Quanto a este conceito, não restam dúvidas face à transparência da definição normativa contida no n.º 1 do artigo 21.º do DL n.º 231/81, de 28 de Julho (que estabelece o regime jurídico dos contratos de consórcio e de associação em participação), disposição legal que sob a epígrafe “Do contrato de associação em participação”, estipula: «A associação de uma pessoa a uma atividade económica exercida por outra, ficando a primeira a participar nos lucros ou nos lucros e perdas que desse exercício resultarem para a segunda, regular-se-á pelo disposto nos artigos seguintes.».

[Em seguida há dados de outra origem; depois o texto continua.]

//! Builder and configuration for collection views.

use std::cmp::Ordering;
use std::sync::Arc;

use crate::collection::group::{PropertyGroupDescription, SharedGroupDescription};
use crate::collection::sort::{SortComparerFn, SortConverterFn, SortDescription};
use crate::collection::view::CollectionView;
use crate::observable::ObservableArray;
use crate::record::{shared, Record, SharedItem};
use crate::value::Value;

/// Predicate deciding whether an item is visible.
pub type FilterFn<R> = Arc<dyn Fn(&R) -> bool + Send + Sync>;

/// Factory used by `add_new`.
pub type NewItemFn<R> = Arc<dyn Fn() -> R + Send + Sync>;

/// Switches controlling which operations a view allows.
///
/// Everything is enabled by default.
#[derive(Debug, Clone, Copy, PartialEq, Eq, Hash)]
pub struct CollectionViewCapabilities {
    pub can_filter: bool,
    pub can_group: bool,
    pub can_sort: bool,
    pub can_add_new: bool,
    pub can_cancel_edit: bool,
    pub can_remove: bool,
    pub can_change_page: bool,
}

impl Default for CollectionViewCapabilities {
    fn default() -> Self {
        Self::all()
    }
}

impl CollectionViewCapabilities {
    /// Every capability enabled.
    pub fn all() -> Self {
        Self {
            can_filter: true,
            can_group: true,
            can_sort: true,
            can_add_new: true,
            can_cancel_edit: true,
            can_remove: true,
            can_change_page: true,
        }
    }

    /// A read-only view: shaping and paging stay enabled, editing is off.
    pub fn read_only() -> Self {
        Self {
            can_add_new: false,
            can_cancel_edit: false,
            can_remove: false,
            ..Self::all()
        }
    }
}

/// Mutable configuration of a view.
pub(crate) struct ViewSettings<R> {
    pub filter: Option<FilterFn<R>>,
    pub capabilities: CollectionViewCapabilities,
    pub page_size: usize,
    pub stable_sort: bool,
    pub track_changes: bool,
    pub new_item_creator: Option<NewItemFn<R>>,
    pub sort_converter: Option<SortConverterFn<R>>,
    pub sort_comparer: Option<SortComparerFn>,
}

impl<R> Default for ViewSettings<R> {
    fn default() -> Self {
        Self {
            filter: None,
            capabilities: CollectionViewCapabilities::default(),
            page_size: 0,
            stable_sort: false,
            track_changes: false,
            new_item_creator: None,
            sort_converter: None,
            sort_comparer: None,
        }
    }
}

/// Builder pattern for creating collection views.
///
/// # Example
///
/// ```
/// use horizon_collections::{CollectionViewBuilder, DataRecord, Value};
///
/// let view = CollectionViewBuilder::new()
///     .items((1..=6).map(|n| DataRecord::new().with("n", n)))
///     .filter(|record: &DataRecord| record.get("n").and_then(Value::as_i64).unwrap_or(0) % 2 == 0)
///     .sort_by("n", false)
///     .build();
///
/// let first = view.current_item().unwrap();
/// assert_eq!(first.read().get("n"), Some(&Value::from(6)));
/// assert_eq!(view.item_count(), 3);
/// ```
pub struct CollectionViewBuilder<R: Record> {
    source: Option<Arc<ObservableArray<SharedItem<R>>>>,
    settings: ViewSettings<R>,
    sort_descriptions: Vec<SortDescription>,
    group_descriptions: Vec<SharedGroupDescription<R>>,
}

impl<R: Record> Default for CollectionViewBuilder<R> {
    fn default() -> Self {
        Self::new()
    }
}

impl<R: Record> CollectionViewBuilder<R> {
    /// Creates a builder over an empty source collection.
    pub fn new() -> Self {
        Self {
            source: Some(Arc::new(ObservableArray::new())),
            settings: ViewSettings::default(),
            sort_descriptions: Vec::new(),
            group_descriptions: Vec::new(),
        }
    }

    /// Uses an existing observable collection as the source.
    pub fn source(mut self, source: Arc<ObservableArray<SharedItem<R>>>) -> Self {
        self.source = Some(source);
        self
    }

    /// Builds the view without a source collection.
    pub fn detached(mut self) -> Self {
        self.source = None;
        self
    }

    /// Wraps `items` in a new source collection.
    pub fn items<I>(self, items: I) -> Self
    where
        I: IntoIterator<Item = R>,
    {
        self.source(Arc::new(items.into_iter().map(shared).collect()))
    }

    /// Adds a filter function.
    pub fn filter<F>(mut self, f: F) -> Self
    where
        F: Fn(&R) -> bool + Send + Sync + 'static,
    {
        self.settings.filter = Some(Arc::new(f));
        self
    }

    /// Appends a sort on `property`.
    pub fn sort_by(self, property: impl Into<String>, ascending: bool) -> Self {
        self.sort_description(SortDescription::new(property, ascending))
    }

    /// Appends a sort description.
    pub fn sort_description(mut self, description: SortDescription) -> Self {
        self.sort_descriptions.push(description);
        self
    }

    /// Appends a grouping level on `property`.
    pub fn group_by(self, property: impl Into<String>) -> Self {
        self.group_description(Arc::new(PropertyGroupDescription::new(property)))
    }

    /// Appends a grouping level.
    pub fn group_description(mut self, description: SharedGroupDescription<R>) -> Self {
        self.group_descriptions.push(description);
        self
    }

    /// Items per page; 0 (the default) disables paging.
    pub fn page_size(mut self, size: usize) -> Self {
        self.settings.page_size = size;
        self
    }

    /// Sets which operations the view allows.
    pub fn capabilities(mut self, capabilities: CollectionViewCapabilities) -> Self {
        self.settings.capabilities = capabilities;
        self
    }

    /// Keep items with equal sort keys in source order.
    pub fn stable_sort(mut self, stable: bool) -> Self {
        self.settings.stable_sort = stable;
        self
    }

    /// Record added, removed and edited items.
    pub fn track_changes(mut self, track: bool) -> Self {
        self.settings.track_changes = track;
        self
    }

    /// Factory used by `add_new` instead of `R::default()`.
    pub fn new_item_creator<F>(mut self, f: F) -> Self
    where
        F: Fn() -> R + Send + Sync + 'static,
    {
        self.settings.new_item_creator = Some(Arc::new(f));
        self
    }

    /// Maps each sort key before comparison.
    pub fn sort_converter<F>(mut self, f: F) -> Self
    where
        F: Fn(&SortDescription, &R, Value, bool) -> Value + Send + Sync + 'static,
    {
        self.settings.sort_converter = Some(Arc::new(f));
        self
    }

    /// Compares sort keys instead of the default value ordering.
    pub fn sort_comparer<F>(mut self, f: F) -> Self
    where
        F: Fn(&Value, &Value) -> Option<Ordering> + Send + Sync + 'static,
    {
        self.settings.sort_comparer = Some(Arc::new(f));
        self
    }

    /// Builds the view and performs the initial refresh.
    pub fn build(self) -> Arc<CollectionView<R>> {
        CollectionView::with_settings(
            self.settings,
            self.sort_descriptions,
            self.group_descriptions,
            self.source,
        )
    }
}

Vejamos agora a factualidade provada e não provada, com relevância para dilucidar a questão suscitada.
Provou-se que:
C) Ambos (autor e réu) por via do acordo celebrado com o E…, assumiram um projeto que consistia na rentabilização dos imóveis agora adquiridos pelo R. e realização de investimentos futuros em imóveis
D) (...) passando ambos a concorrer com os capitais necessários e na medida das disponibilidades de cada um.

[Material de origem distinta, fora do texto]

fn init_tracing() {
    let _ = tracing_subscriber::fmt()
        .with_env_filter(tracing_subscriber::EnvFilter::from_default_env())
        .with_test_writer()
        .try_init();
}

fn rec(a: i64, g: &str) -> DataRecord {
    DataRecord::new().with("a", a).with("g", g)
}

fn numbers(n: i64) -> Vec<DataRecord> {
    (0..n).map(|i| DataRecord::new().with("a", i)).collect()
}

fn column(items: &[SharedItem<DataRecord>], field: &str) -> Vec<Value> {
    items
        .iter()
        .map(|item| item.read().get(field).cloned().unwrap_or_default())
        .collect()
}

fn ints(values: &[i64]) -> Vec<Value> {
    values.iter().map(|v| Value::from(*v)).collect()
}

fn record_events(view: &CollectionView<DataRecord>) -> Events {
    let events: Events = Arc::new(Mutex::new(Vec::new()));
    let events_clone = events.clone();
    view.collection_changed().add_handler(move |_, args| {
        events_clone.lock().push((args.action, args.index));
    });
    events
}

fn same_items(a: &[SharedItem<DataRecord>], b: &[SharedItem<DataRecord>]) -> bool {
    a.len() == b.len() && a.iter().zip(b).all(|(x, y)| Arc::ptr_eq(x, y))
}

fn by(property: &str) -> Arc<PropertyGroupDescription<DataRecord>> {
    Arc::new(PropertyGroupDescription::new(property))
}

#[test]
fn test_refresh_is_idempotent() {
    init_tracing();
    let view = CollectionView::builder()
        .items(vec![rec(3, "y"), rec(1, "x"), rec(2, "x")])
        .sort_by("a", true)
        .group_by("g")
        .build();
    view.move_current_to_last();

    let items = view.items();
    let groups = view.groups();
    let current = view.current_item();

    view.refresh();
    view.refresh();

    assert!(same_items(&items, &view.items()));
    assert_eq!(groups.len(), view.groups().len());
    for (before, after) in groups.iter().zip(view.groups()) {
        assert_eq!(before.path(), after.path());
        assert!(same_items(&before.items(), &after.items()));
    }
    assert!(Arc::ptr_eq(&current.unwrap(), &view.current_item().unwrap()));
}

#[test]
fn test_stable_sort_keeps_source_order_for_ties() {
    let source: Vec<DataRecord> = (0..40)
        .map(|i| DataRecord::new().with("key", i % 3).with("seq", i))
        .collect();
    let view = CollectionView::builder()
        .items(source)
        .sort_by("key", true)
        .stable_sort(true)
        .build();

    let items = view.items();
    for pair in items.windows(2) {
        let (a, b) = (pair[0].read(), pair[1].read());
        if a.get("key") == b.get("key") {
            assert!(a.get("seq").and_then(Value::as_i64) < b.get("seq").and_then(Value::as_i64));
        }
    }
}

#[test]
fn test_nulls_sort_last_in_both_directions() {
    let source = vec![
        DataRecord::new().with("a", 2),
        DataRecord::new(),
        DataRecord::new().with("a", 1),
        DataRecord::new().with("a", Value::Float(f64::NAN)),
        DataRecord::new().with("a", 3),
    ];
    let view = CollectionView::builder().items(source).sort_by("a", true).build();
    let values = column(&view.items(), "a");
    assert_eq!(&values[..3], &ints(&[1, 2, 3])[..]);
    assert!(values[3..].iter().all(|v| v.is_null() || v.is_nan()));

    view.sort_descriptions().set_at(0, SortDescription::descending("a"));
    let values = column(&view.items(), "a");
    assert_eq!(&values[..3], &ints(&[3, 2, 1])[..]);
    assert!(values[3..].iter().all(|v| v.is_null() || v.is_nan()));
}

#[test]
fn test_filter_closure() {
    let view = CollectionView::from_items(numbers(10));
    let even = |record: &DataRecord| record.get("a").and_then(Value::as_i64).unwrap_or(0) % 2 == 0;
    view.set_filter(even);

    let items = view.items();
    assert_eq!(column(&items, "a"), ints(&[0, 2, 4, 6, 8]));
    for item in view.source_collection().unwrap().to_vec() {
        assert_eq!(view.contains(&item), even(&*item.read()));
    }

    view.set_can_filter(false);
    assert_eq!(view.item_count(), 10);
    view.set_can_filter(true);
    view.clear_filter();
    assert_eq!(view.item_count(), 10);
}

#[test]
fn test_paging_partitions_the_view() {
    let view = CollectionView::builder()
        .items(numbers(11))
        .sort_by("a", false)
        .group_by("a")
        .page_size(3)
        .build();
    assert_eq!(view.page_count(), 4);

    let mut seen = Vec::new();
    for page in 0..view.page_count() {
        assert!(view.move_to_page(page));
        seen.extend(view.items());
    }
    assert_eq!(seen.len(), view.total_item_count());
    assert_eq!(column(&seen, "a"), ints(&[10, 9, 8, 7, 6, 5, 4, 3, 2, 1, 0]));
}

fn check_conservation(group: &CollectionViewGroup<DataRecord>) {
    if group.is_bottom_level() {
        assert!(group.groups().is_empty());
    } else {
        let children: usize = group.groups().iter().map(|g| g.item_count()).sum();
        assert_eq!(group.item_count(), children);
        for child in group.groups() {
            check_conservation(child);
        }
    }
}

#[test]
fn test_group_item_counts_are_conserved() {
    let source: Vec<DataRecord> = (0..30)
        .map(|i| {
            DataRecord::new()
                .with("region", ["north", "south", "east"][i % 3])
                .with("tier", i % 4)
                .with("size", i % 2 == 0)
        })
        .collect();
    let view = CollectionView::builder()
        .items(source)
        .group_by("region")
        .group_by("tier")
        .group_by("size")
        .build();

    let groups = view.groups();
    assert_eq!(groups.iter().map(|g| g.item_count()).sum::<usize>(), 30);
    for group in &groups {
        check_conservation(group);
    }
}

#[test]
fn test_transactions_are_exclusive() {
    let view = CollectionView::from_items(numbers(3));

    let new_item = view.add_new().unwrap();
    assert!(view.is_adding_new());
    assert!(!view.is_editing_item());
    assert!(Arc::ptr_eq(&view.current_item().unwrap(), &new_item));

    let existing = view.items()[0].clone();
    assert!(view.edit_item(&existing));
    assert!(view.is_editing_item());
    assert!(!view.is_adding_new());

    view.commit_edit();
    assert!(!view.is_editing_item());
    assert_eq!(view.total_item_count(), 4);

    // Re-entering the same edit is a no-op.
    assert!(view.edit_item(&existing));
    existing.write().insert("a", 100);
    assert!(view.edit_item(&existing));
    view.cancel_edit().unwrap();
    assert_eq!(existing.read().get("a"), Some(&Value::from(0)));
}

#[test]
fn test_change_tracking_ledgers() {
    let view = CollectionView::builder().items(numbers(4)).track_changes(true).build();
    let items = view.items();

    // Edit then remove: ends up removed only.
    assert!(view.edit_item(&items[0]));
    items[0].write().insert("a", 10);
    view.commit_edit();
    assert!(view.items_edited().contains(&items[0]));
    view.remove(&items[0]).unwrap();
    assert!(!view.items_edited().contains(&items[0]));
    assert!(view.items_removed().contains(&items[0]));

    // Add then edit: stays added only.
    let added = view.add_new().unwrap();
    view.commit_new();
    assert!(view.items_added().contains(&added));
    assert!(view.edit_item(&added));
    added.write().insert("a", 99);
    view.commit_edit();
    assert!(!view.items_edited().contains(&added));

    // Add then remove: disappears from every ledger.
    view.remove(&added).unwrap();
    assert!(!view.items_added().contains(&added));
    assert!(!view.items_removed().contains(&added));

    // An edit that changes nothing is not recorded.
    assert!(view.edit_item(&items[1]));
    view.commit_edit();
    assert!(!view.items_edited().contains(&items[1]));

    // Uncommitted new items are never recorded as removed.
    let pending = view.add_new().unwrap();
    view.cancel_new().unwrap();
    assert!(!view.items_removed().contains(&pending));

    for item in view.source_collection().unwrap().to_vec().iter().chain(&items) {
        let ledgers = [view.items_added(), view.items_edited(), view.items_removed()];
        assert!(ledgers.iter().filter(|l| l.contains(item)).count() <= 1);
    }

    view.clear_changes();
    assert!(view.items_removed().is_empty());
}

E) (...) orientado para a recuperação e rentabilização dos capitais investidos e a investir;
F) No quadro deste projeto seriam suportados por ambos, e nas proporções que viessem a ser fixadas, oportunidade de negócio a oportunidade de negócio, as despesas e investimentos realizados.
G) E seriam distribuídos por ambos, ou suportados por ambos, os lucros e/ou as menos valias que viessem a ser realizadas, também na proporção dos respectivos investimentos.

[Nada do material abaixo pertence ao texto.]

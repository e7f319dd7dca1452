//! Procedural macros for Horizon Collections record types.
//!
//! This crate provides the `#[derive(Record)]` macro, which lets a plain
//! struct with named fields be used as a collection item: its fields become
//! readable and writable by name through the `Record` trait, so bindings,
//! sort descriptions and group descriptions can address them.
//!
//! # Attributes
//!
//! ## `#[record(...)]`
//!
//! ```ignore
//! #[derive(Record, Default)]
//! struct Order {
//!     id: i64,
//!
//!     #[record(rename = "customerName")]
//!     customer: String,
//!
//!     #[record(read_only)]
//!     created: DateTime<Utc>,
//!
//!     #[record(skip)]
//!     cache: Vec<u8>,
//! }
//! ```
//!
//! Field attributes:
//! - `rename = "name"`: Exposes the field under a different name
//! - `read_only`: The field can be read but `set_field` refuses to write it
//! - `skip`: Excludes the field entirely
//!
//! Field types must implement `Clone`, `Into<Value>` and `FromValue`.

use proc_macro::TokenStream;
use proc_macro2::TokenStream as TokenStream2;
use quote::quote;
use syn::{parse_macro_input, Data, DeriveInput, Expr, ExprLit, Field, Fields, Ident, Lit};

/// Derive the `Record` trait for a struct with named fields.
///
/// This macro generates:
/// - `field`, returning a clone of the named field converted to a `Value`
/// - `set_field`, converting a `Value` back into the field type
/// - `field_names`, listing every exposed field in declaration order
///
/// # Example
///
/// ```ignore
/// use horizon_collections::Record;
///
/// #[derive(Record, Default)]
/// struct Product {
///     name: String,
///     price: f64,
/// }
/// ```
#[proc_macro_derive(Record, attributes(record))]
pub fn derive_record(input: TokenStream) -> TokenStream {
    let input = parse_macro_input!(input as DeriveInput);

    match impl_derive_record(&input) {
        Ok(tokens) => tokens.into(),
        Err(err) => err.to_compile_error().into(),
    }
}

/// Parsed field information.
struct FieldInfo {
    ident: Ident,
    name: String,
    read_only: bool,
}

fn impl_derive_record(input: &DeriveInput) -> syn::Result<TokenStream2> {
    let struct_name = &input.ident;
    let (impl_generics, ty_generics, where_clause) = input.generics.split_for_impl();

    let fields = match &input.data {
        Data::Struct(data) => match &data.fields {
            Fields::Named(fields) => &fields.named,
            _ => {
                return Err(syn::Error::new_spanned(
                    input,
                    "Record derive only supports structs with named fields",
                ))
            }
        },
        _ => {
            return Err(syn::Error::new_spanned(
                input,
                "Record derive only supports structs",
            ))
        }
    };

    let mut infos = Vec::new();
    for field in fields.iter() {
        if let Some(info) = parse_record_field(field)? {
            infos.push(info);
        }
    }

    let getter_arms = infos.iter().map(|info| {
        let ident = &info.ident;
        let name = &info.name;
        quote! {
            #name => ::std::option::Option::Some(
                ::horizon_collections::Value::from(::std::clone::Clone::clone(&self.#ident))
            ),
        }
    });

    let setter_arms = infos.iter().map(|info| {
        let ident = &info.ident;
        let name = &info.name;
        if info.read_only {
            quote! { #name => false, }
        } else {
            quote! {
                #name => match ::horizon_collections::FromValue::from_value(value) {
                    ::std::option::Option::Some(converted) => {
                        self.#ident = converted;
                        true
                    }
                    ::std::option::Option::None => false,
                },
            }
        }
    });

    let names = infos.iter().map(|info| &info.name);

    Ok(quote! {
        impl #impl_generics ::horizon_collections::Record for #struct_name #ty_generics #where_clause {
            fn field(&self, name: &str) -> ::std::option::Option<::horizon_collections::Value> {
                match name {
                    #(#getter_arms)*
                    _ => ::std::option::Option::None,
                }
            }

            #[allow(unused_variables)]
            fn set_field(&mut self, name: &str, value: ::horizon_collections::Value) -> bool {
                match name {
                    #(#setter_arms)*
                    _ => false,
                }
            }

            fn field_names(&self) -> ::std::vec::Vec<::std::string::String> {
                ::std::vec![#(::std::string::String::from(#names)),*]
            }
        }
    })
}

/// Parse the `#[record(...)]` attributes of a field.
///
/// Returns `None` for skipped fields.
fn parse_record_field(field: &Field) -> syn::Result<Option<FieldInfo>> {
    let ident = match &field.ident {
        Some(ident) => ident.clone(),
        None => return Ok(None),
    };

    let mut name = ident.to_string();
    let mut read_only = false;
    let mut skip = false;

    for attr in &field.attrs {
        if !attr.path().is_ident("record") {
            continue;
        }

        attr.parse_nested_meta(|meta| {
            if meta.path.is_ident("rename") {
                let value: Expr = meta.value()?.parse()?;
                match value {
                    Expr::Lit(ExprLit {
                        lit: Lit::Str(lit_str),
                        ..
                    }) => name = lit_str.value(),
                    other => {
                        return Err(syn::Error::new_spanned(
                            other,
                            "expected a string literal for `rename`",
                        ))
                    }
                }
            } else if meta.path.is_ident("read_only") {
                read_only = true;
            } else if meta.path.is_ident("skip") {
                skip = true;
            } else {
                return Err(meta.error("unknown record attribute"));
            }
            Ok(())
        })?;
    }

    if skip {
        return Ok(None);
    }

    Ok(Some(FieldInfo {
        ident,
        name,
        read_only,
    }))
}
//! Error types for collection views.

/// Errors raised when a collection view operation is not permitted.
///
/// Every operation that returns one of these leaves the view unchanged.
/// Callers are expected to check the matching capability first (for
/// example [`CollectionView::can_remove`](crate::CollectionView::can_remove)
/// before calling `remove`).
#[derive(Debug, Clone, PartialEq, Eq, thiserror::Error)]
pub enum CollectionError {
    /// `add_new` was called while `can_add_new` is false.
    #[error("adding items is disabled for this view")]
    CannotAddNew,

    /// An item removal was requested while `can_remove` is false.
    #[error("removing items is disabled for this view")]
    CannotRemove,

    /// `cancel_edit` was called while `can_cancel_edit` is false.
    #[error("canceling edits is disabled for this view")]
    CannotCancelEdit,

    /// The operation needs a source collection and the view has none.
    #[error("the view has no source collection")]
    NoSourceCollection,

    /// An aggregate kind that cannot be calculated.
    #[error("invalid aggregate: {0}")]
    InvalidAggregate(String),
}

/// Result type for collection view operations.
pub type Result<T> = std::result::Result<T, CollectionError>;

H) Foi criada uma conta corrente de despesas e receitas, com início em 23 de Março de 1992, onde passaram a ser registados os investimentos realizados e todas as operações financeiras relacionadas com o projeto de investimento, sendo os lançamentos em tal conta corrente efectuados pelo Técnico de Contas – Sr. M… –.
I) Tal conta-corrente serviu, designadamente, para aplicações em instrumentos financeiros, aquisições de créditos, aquisições de imóveis, remunerações dos capitais investidos por Autor e Réu, pagamento de encargos com escrituras, pagamento de impostos incluindo sisas de aquisições e contribuições autárquicas e remunerações de advogado – Dr. P….
DD) A conta-corrente foi aberta em 23.03.1992, com os seguintes valores: a crédito do Autor B…, pelo valor de 10.000.000$00, quantia que o Autor entregou ao Réu C… por cheque com o n.º ………., sacado sob a conta ……….. do X…; a crédito do Réu C…, pelo valor de 16.000.000$00.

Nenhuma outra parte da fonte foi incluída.